Rechtbank Midden-Nederland

Datum uitspraak
28 maart 2022
Publicatiedatum
16 mei 2022
Zaaknummer
19/4877
Instantie
Rechtbank Midden-Nederland
Type
Uitspraak
Procedures
  • Eerste aanleg - enkelvoudig
Rechters
Vindplaatsen
  • Rechtspraak.nl
AI samenvatting door LexboostAutomatisch gegenereerd

Intrekking van WGA-uitkering en beoordeling van arbeidsongeschiktheid in bestuursrechtelijke procedure

In deze zaak heeft de Rechtbank Midden-Nederland op 28 maart 2022 uitspraak gedaan in een bestuursrechtelijke procedure tussen eiseres, vertegenwoordigd door haar gemachtigde C.J. Loef, en de Raad van bestuur van het Uitvoeringsinstituut werknemersverzekeringen (verweerder), vertegenwoordigd door mr. E.F. de Roy van Zuydewijn. De zaak betreft de intrekking van een loongerelateerde WGA-uitkering voor een ex-werkneemster van eiseres, die op 1 maart 2019 door verweerder was toegekend. Verweerder had vastgesteld dat de ex-werkneemster met ingang van 29 april 2019 recht had op deze uitkering, maar had haar als volledig, maar niet duurzaam arbeidsongeschikt geacht.
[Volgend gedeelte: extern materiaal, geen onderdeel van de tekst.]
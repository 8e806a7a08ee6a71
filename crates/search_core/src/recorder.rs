use anyhow::{Context, Result};
use async_trait::async_trait;
use reqwest::Client;
use shared::{domain::Movie, protocol::SearchCountRecord};
use tracing::info;

use crate::SearchCountRecorder;

/// Posts each recorded search to the search-count collaborator.
#[derive(Clone)]
pub struct HttpSearchCountRecorder {
    http: Client,
    endpoint: String,
}

impl HttpSearchCountRecorder {
    pub fn new(endpoint: impl Into<String>) -> Self {
        Self {
            http: Client::new(),
            endpoint: endpoint.into(),
        }
    }

    pub fn endpoint(&self) -> &str {
        &self.endpoint
    }
}

#[async_trait]
impl SearchCountRecorder for HttpSearchCountRecorder {
    async fn record_search(&self, query: &str, top_result: &Movie) -> Result<()> {
        let record = SearchCountRecord::new(query, top_result);
        self.http
            .post(&self.endpoint)
            .json(&record)
            .send()
            .await
            .with_context(|| format!("failed to reach search-count endpoint {}", self.endpoint))?
            .error_for_status()
            .context("search-count endpoint rejected record")?;
        Ok(())
    }
}

/// Stand-in used when no search-count endpoint is configured.
pub struct LoggingSearchCountRecorder;

#[async_trait]
impl SearchCountRecorder for LoggingSearchCountRecorder {
    async fn record_search(&self, query: &str, top_result: &Movie) -> Result<()> {
        let record = SearchCountRecord::new(query, top_result);
        info!(
            search_term = %record.search_term,
            movie_id = %record.movie_id,
            title = %record.title,
            "search recorded"
        );
        Ok(())
    }
}
use serde::{Deserialize, Serialize};

use crate::domain::{poster_url, Movie, MovieId};

/// Paged list envelope used by the catalogue's search and discover endpoints.
#[derive(Debug, Clone, Serialize, Deserialize)]
pub struct MovieListResponse {
    #[serde(default = "first_page")]
    pub page: u32,
    #[serde(default)]
    pub results: Vec<Movie>,
    #[serde(default)]
    pub total_pages: u32,
    #[serde(default)]
    pub total_results: u64,
}

fn first_page() -> u32 {
    1
}

#[derive(Debug, Clone, Serialize)]
pub struct SearchMoviesQuery<'a> {
    pub query: &'a str,
    pub include_adult: bool,
    pub language: &'a str,
    pub page: u32,
}

#[derive(Debug, Clone, Serialize)]
pub struct DiscoverMoviesQuery<'a> {
    pub sort_by: &'a str,
    pub include_adult: bool,
    pub language: &'a str,
    pub page: u32,
}

/// Error body the catalogue returns alongside non-success statuses.
#[derive(Debug, Clone, Serialize, Deserialize)]
pub struct ApiErrorBody {
    #[serde(default)]
    pub status_code: i64,
    pub status_message: String,
}

/// Payload sent to the search-count collaborator for every successful search.
#[derive(Debug, Clone, PartialEq, Serialize, Deserialize)]
pub struct SearchCountRecord {
    pub search_term: String,
    pub movie_id: MovieId,
    pub title: String,
    pub poster_url: String,
}

impl SearchCountRecord {
    pub fn new(search_term: &str, top_result: &Movie) -> Self {
        Self {
            search_term: search_term.trim().to_string(),
            movie_id: top_result.id,
            title: top_result.title.clone(),
            poster_url: poster_url(top_result.poster_path.as_deref()),
        }
    }
}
Eiseres heeft bezwaar gemaakt tegen het besluit van verweerder, maar dit bezwaar werd ongegrond verklaard. Hierop heeft eiseres beroep ingesteld. Tijdens de zitting op 25 augustus 2020 is het onderzoek geschorst om eiseres in de gelegenheid te stellen ontbrekende stukken in te dienen. Na een tussenuitspraak van de rechtbank op 11 december 2020 heeft verweerder op 5 maart 2021 een gewijzigde beslissing op bezwaar genomen, waarbij de ex-werkneemster recht kreeg op een IVA-uitkering. Eiseres heeft verklaard het eens te zijn met deze beslissing, maar heeft ook verzocht om een inhoudelijke beoordeling van de arbeidsongeschiktheid.

De rechtbank heeft geoordeeld dat het beroep tegen het oorspronkelijke besluit niet-ontvankelijk is, omdat dit besluit door verweerder is ingetrokken en vervangen door het gewijzigde besluit. De rechtbank heeft vastgesteld dat eiseres geen procesbelang meer heeft bij de beoordeling van het eerste besluit, aangezien zij met het gewijzigde besluit heeft gekregen wat zij wilde. De rechtbank heeft verweerder wel veroordeeld in de proceskosten van eiseres, die zijn vastgesteld op € 4.340,47, inclusief het griffierecht van € 345,-. De uitspraak is openbaar gemaakt en partijen zijn geïnformeerd over de mogelijkheid tot hoger beroep bij de Centrale Raad van Beroep.

Uitspraak

RECHTBANK MIDDEN-NEDERLAND

Zittingsplaats Utrecht
Bestuursrecht
zaaknummer: UTR 19/4877

uitspraak van de enkelvoudige kamer van 28 maart 2022 in de zaak tussen

[eiseres] ,te [vestigingsplaats] , eiseres
(gemachtigde: C.J. Loef),
en
de Raad van bestuur van het Uitvoeringsinstituut werknemersverzekeringen,verweerder
(gemachtigde: mr. E.F. de Roy van Zuydewijn).
Als derde-partij heeft aan het geding deelgenomen: [ex-werkneemster] , te [woonplaats] .

Procesverloop

Bij besluit van 1 maart 2019 heeft verweerder aan [ex-werkneemster] , (ex-)werkneemster van eiseres (ex-werkneemster), meegedeeld dat zij met ingang van 29 april 2019 recht heeft op een loongerelateerde WGA-uitkering op grond van de Wet werk en inkomen naar arbeidsvermogen (Wet WIA). Zij is bij dit besluit volledig, maar niet duurzaam, arbeidsongeschikt geacht.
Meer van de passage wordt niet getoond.